Il fiume Tapajós scorre nel cuore dell’Amazzonia brasiliana. Nelle sue acque nuotano i delfini rosa, mentre le sue rive sono l’habitat di centianaia di uccelli, rettili, angibi e mammiferi, come il giaguaro e l’ocelot. Queste sono anche le terre del popolo indigeno dei Munduruku che da più di trent’anni si battono per difendere la valle del Tapajós dalla minaccia dei megaprogetti idroelettrici. Lo scorso aprile l’Agenzia brasiliana per le popolazioni indigene (FUNAI) ha riconosciuto i territori dei Munduruku, fornendo la base legale per richiedere la sospensione della costruzione della mega diga. Si tratta però solo di una sospensione temporanea che non equivale alla cancellazione del progetto: questa avverrà infatti solo nel caso in cui il governo brasiliano confermi la decisione del FUNAI di tutelare le terre Munduruku.
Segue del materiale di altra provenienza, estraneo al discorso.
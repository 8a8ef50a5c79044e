//! Restricted command interpreter over one workspace.
//!
//! A [`Session`] accepts one line at a time and answers with an [`Output`]
//! transcript. It never fails: every error from the layers below becomes a
//! labeled line, and every non-blank line lands in the history and the audit
//! sink. File-name arguments always go through [`Workspace::resolve`].

use crate::access::{self, Decision, Role};
use crate::audit::{self, AuditEvent, AuditSink};
use crate::checksum::checksum_file;
use crate::chunk;
use crate::error::{Error, IoContext, Result};
use crate::localize::FluentLoc;
use crate::manifest;
use crate::workspace::Workspace;
use chrono::{DateTime, Local};
use std::fs;
use std::io;
use std::path::Path;
use std::sync::Arc;
use tracing::{debug, info};

const RULE: &str = "─────────────────────────────────────────────────────";
const DOUBLE_RULE: &str = "═══════════════════════════════════════════════════════════";

/// `(usage, description)` for every command, in `help` order.
pub const VOCABULARY: &[(&str, &str)] = &[
    ("ls", "List files in workspace"),
    ("ls -l", "List files with size and date"),
    ("cat <file>", "Display file contents"),
    ("pwd", "Show current workspace path"),
    ("crc32 <file>", "Calculate CRC32 checksum"),
    ("chunk-check <file>", "Check for file chunks"),
    ("history", "Show command history"),
    ("clear", "Clear output window"),
    ("help", "Show this help message"),
];

#[derive(Clone, Debug, PartialEq, Eq)]
pub enum Command {
    List { long: bool },
    Cat(String),
    Pwd,
    Crc32(String),
    ChunkCheck(String),
    Help,
    Clear,
    History,
}

#[derive(Clone, Debug, PartialEq, Eq)]
pub enum ParseError {
    Unknown(String),
    MissingArgument { verb: &'static str, usage: &'static str },
    UnexpectedArgument { verb: &'static str, arg: String, usage: &'static str },
}

impl Command {
    /// Case-insensitive verb, whitespace-separated tokens. `Ok(None)` for a blank line.
    pub fn parse(line: &str) -> std::result::Result<Option<Command>, ParseError> {
        let mut tokens = line.split_whitespace();
        let Some(verb) = tokens.next() else {
            return Ok(None);
        };
        let arg = tokens.next();
        let cmd = match verb.to_ascii_lowercase().as_str() {
            "ls" => match (arg, tokens.next()) {
                (None, _) => Command::List { long: false },
                (Some("-l"), None) => Command::List { long: true },
                (Some("-l"), Some(extra)) | (Some(extra), _) => {
                    return Err(ParseError::UnexpectedArgument {
                        verb: "ls",
                        arg: extra.to_string(),
                        usage: "ls [-l]",
                    })
                }
            },
            "cat" => Command::Cat(required(arg, "cat", "cat <filename>")?),
            "pwd" => Command::Pwd,
            "crc32" => Command::Crc32(required(arg, "crc32", "crc32 <filename>")?),
            "chunk-check" | "chunkcheck" => {
                Command::ChunkCheck(required(arg, "chunk-check", "chunk-check <filename>")?)
            }
            "help" => Command::Help,
            "clear" => Command::Clear,
            "history" => Command::History,
            _ => return Err(ParseError::Unknown(verb.to_string())),
        };
        Ok(Some(cmd))
    }

    pub fn verb(&self) -> &'static str {
        match self {
            Command::List { long: false } => "ls",
            Command::List { long: true } => "ls -l",
            Command::Cat(_) => "cat",
            Command::Pwd => "pwd",
            Command::Crc32(_) => "crc32",
            Command::ChunkCheck(_) => "chunk-check",
            Command::Help => "help",
            Command::Clear => "clear",
            Command::History => "history",
        }
    }

    pub fn argument(&self) -> Option<&str> {
        match self {
            Command::Cat(a) | Command::Crc32(a) | Command::ChunkCheck(a) => Some(a),
            _ => None,
        }
    }
}

fn required(
    arg: Option<&str>,
    verb: &'static str,
    usage: &'static str,
) -> std::result::Result<String, ParseError> {
    arg.map(str::to_string).ok_or(ParseError::MissingArgument { verb, usage })
}

/// Up/down recall over a history it never modifies. `previous` walks from the
/// most recent entry towards the oldest and stops there; `next` walks back and
/// yields `None` once past the most recent (an empty input line).
#[derive(Clone, Debug, Default)]
pub struct HistoryCursor {
    offset: Option<usize>,
}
Greenpeace ha simbolicamente fornito i Munduruku di pannelli solari per dimostrare che non è necessario distruggere l’Amazzonica per portare elettricità nelle aree remote. E chiede alle multinazionali di abbandonare il progetto. Ad esempio, l’azienda tedesca Siemens negli ultimi anni da un lato ha rafforzato la sua presenza nel settore delle rinnovabili, ma d’altra parte ha partecipato anche alla realizzazione della diga di Belo Monte, sul fiume Xingu, che ha devastato un ampio tratto di foresta amazzonica.Chiediamo a Siemens di confermare che non sarà coinvolta in alcun modo nella realizzazione della diga di São Luiz do Tapajós, un’operazione che sarebbe in netto contrasto con l’immagine “green” che pretende di mostrare.